The next morning, like every morning, before he went to do chores we prayed together, and he thanked God for the rain - 4/10ths of an inch - and for getting us through calving season. 

He looked so tired. He said, "Stay in bed for a while longer. Get some rest."

I eventually got up and got ready for my revived regular Monday morning socially distanced coffee date. Gunpowder hopped into the truck with me. The rain was faint on the driveway. As I turned south on the 855, it grew a little stronger.

I saw him up ahead, next to his quad, talking to a neighbour in his truck. As I pulled over, the neighbour waved and drove on. "One of our cows and her calf got in with his herd. We'll get it out this afternoon. I just need to finish fixing the fence here. Have a good visit with Jean!" 

Why was he so kind when I wanted to be cantankerous?! 

As I continued driving, suddenly the sky opened and tipped a flash downpour of pounding rain combined with steely hail onto that part of the countryside. I felt the need to turn around, to make sure he was okay. 

He wasn't at the spot I had seen him minutes earlier. I continued north, me and my truck and my dog in the rain, George Jones singing to me about the sadness. 

And then I spotted him: steers had escaped from the field across the road from where he was fencing, and he had to drop everything and get them back in. 

Right then, George started singing this song:



And all my resentment left me, washed away by the song and the rain and the previous day's message that finally penetrated the crust of my hard heart. 

This faithful, hard-working, uncomplaining man. What would I do without him? 

That afternoon, we went together to bring in the rogue cow and calf. 

I took pictures until my phone died. 




Not 30 seconds later he called out, "There's your moose! And one of her babies!" 

Of course, no pictures... 

But something that will last longer, a picture of me with him, striving together toward the same goal, regardless of where we happen to be. 

Friday, May 28, 2021

Dutch Lullaby

 I heard a song quite some years ago, performed by Carly Simon and her sister Lucy. "Wynken, Blynken and Nod" is a simple, catchy ditty harkening back to a more innocent time where little people could sail off to the land of dreams in a wooden shoe.

On Tuesday night the Good Rancher was checking out cow-calf pairs on Kijiji (because when caring for cattle sunup to sundown is not enough, one can always browse the cattle for sale on Kijiji, the updated version of the Eatons and Sears wish books...). He came across this listing; his exclamation drew me over:



Oh my. It couldn't hurt, could it, just to find out why they were selling? 
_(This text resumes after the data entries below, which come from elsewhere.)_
//! 递归控制：深度状态机 + 已提交目标集合
//!
//! 深度 d 验证完成后，若启用递归且 d < max_depth，则 d+1 轮的目标为深度 d 新建、且从未作为目标提交过的记录。
//! 每个名字最多作为目标提交一次，因此递归一定终止。

use std::collections::HashSet;

use crate::recon::aggregator::SubdomainMap;
use crate::recon::model::ResolutionStatus;

#[derive(Clone, Debug)]
pub struct RecursionController {
    enabled: bool,
    max_depth: u32,
    submitted: HashSet<String>,
}

impl RecursionController {
    pub fn new(enabled: bool, max_depth: u32) -> Self {
        Self {
            enabled,
            max_depth,
            submitted: HashSet::new(),
        }
    }

    /// 记录种子目标（深度 0 的目标同样不能再次提交）
    pub fn seed<'a>(&mut self, targets: impl IntoIterator<Item = &'a String>) {
        self.submitted.extend(targets.into_iter().cloned());
    }

    /// 是否还允许在 completed_depth 之后再跑一轮
    pub fn can_descend(&self, completed_depth: u32) -> bool {
        self.enabled && completed_depth < self.max_depth
    }

    /// 下一轮目标；require_live 为 false 时（未做验证）接受 unknown 记录
    pub fn next_targets(&mut self, records: &SubdomainMap, completed_depth: u32, require_live: bool) -> Vec<String> {
        if !self.can_descend(completed_depth) {
            return Vec::new();
        }
        let targets: Vec<String> = records
            .values()
            .filter(|r| r.depth == completed_depth)
            .filter(|r| {
                if require_live {
                    r.status == ResolutionStatus::Live
                } else {
                    r.status != ResolutionStatus::Dead
                }
            })
            .filter(|r| !self.submitted.contains(&r.hostname))
            .map(|r| r.hostname.clone())
            .collect();
        self.submitted.extend(targets.iter().cloned());
        targets
    }

    pub fn was_submitted(&self, name: &str) -> bool {
        self.submitted.contains(name)
    }
}

#[cfg(test)]
mod tests {
    use super::*;
    use crate::recon::model::SubdomainRecord;
    use std::net::IpAddr;

    fn live(name: &str, depth: u32) -> SubdomainRecord {
        let mut r = SubdomainRecord::new(name, depth);
        r.apply_resolution(&[IpAddr::from([10, 0, 0, 1])].into_iter().collect());
        r
    }

    fn map(records: Vec<SubdomainRecord>) -> SubdomainMap {
        records.into_iter().map(|r| (r.hostname.clone(), r)).collect()
    }

    #[test]
    fn test_next_targets_are_live_at_depth() {
        let mut ctl = RecursionController::new(true, 2);
        ctl.seed(&["example.com".to_string()]);
        let mut dead = SubdomainRecord::new("dead.example.com", 0);
        dead.apply_resolution(&Default::default());
        let records = map(vec![
            live("example.com", 0),
            live("www.example.com", 0),
            dead,
            SubdomainRecord::new("pending.example.com", 0),
            live("deep.www.example.com", 1),
        ]);

        assert_eq!(ctl.next_targets(&records, 0, true), vec!["www.example.com"]);
        // 已提交过的不再返回
        assert!(ctl.next_targets(&records, 0, true).is_empty());
        assert_eq!(ctl.next_targets(&records, 1, true), vec!["deep.www.example.com"]);
    }

    #[test]
    fn test_max_depth_stops_recursion() {
        let mut ctl = RecursionController::new(true, 1);
        let records = map(vec![live("a.example.com", 1)]);
        assert!(!ctl.can_descend(1));
        assert!(ctl.next_targets(&records, 1, true).is_empty());
    }

    #[test]
    fn test_disabled() {
        let mut ctl = RecursionController::new(false, 3);
        let records = map(vec![live("a.example.com", 0)]);
        assert!(ctl.next_targets(&records, 0, true).is_empty());
    }

    #[test]
    fn test_without_validation_uses_unknown() {
        let mut ctl = RecursionController::new(true, 1);
        let records = map(vec![SubdomainRecord::new("a.example.com", 0)]);
        assert_eq!(ctl.next_targets(&records, 0, false), vec!["a.example.com"]);
        assert!(ctl.was_submitted("a.example.com"));
    }
}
"We are a dairy farm and it doesn't fit in our operation. The calves are walking every where and are trying to suck our dry cows..." 

Those poor babies. 

We looked at each other. 

A few more messages were exchanged. Then Wednesday morning: "See if we can pick them up this afternoon," the GR said.

 "We are away today, but are home tomorrow" 

Thursday morning, as he was about to leave for barn chores in the newly-crowned Palace, the GR glanced back at me and said, "See if they are still available and if we could get there after 1 pm."

As we drove down the road we spotted the snow caps of the Rockies on the horizon. It was a beautiful, clear day. "What should we call them?" I mused. "Wynken, Blynken and Nod keeps coming to my head." I played him the Doobie Brothers version and the Simon Sisters version, but he couldn't really make out the words or the tune with all the air rushing around us from the open windows... 

We arrived at the dairy farm shortly after 2 pm, and Elize and Theo were there in the yard to meet us. Right away they took us to see their daughters' 4H steers, which had been shown the previous day." This is what the calves will grow up to look like!"

Then they showed us their heifers, who were clearly loved because they came up to us for head scratches and pats. "Our girls spend a lot of time with them," Theo commented wryly. 

After that we got to see the baby pail bunters, who will be used for 4H next year; from there it was on to the milking barns. 

This family farm doesn't use the high-tech, hands-off approach. Theo and his hired hands milk for two hours starting at 5 a.m., and again at 4 p.m. Their cows are healthy and well treated. 

We came across one noble red cow in her own large pen. 

"Remember the one red heifer you saw in the middle of all the blues?" asked Elize. "She is our one and only replacement heifer for this old red cow of ours... She has been a fantastic cow, and will get to live out her days here. She's our friend."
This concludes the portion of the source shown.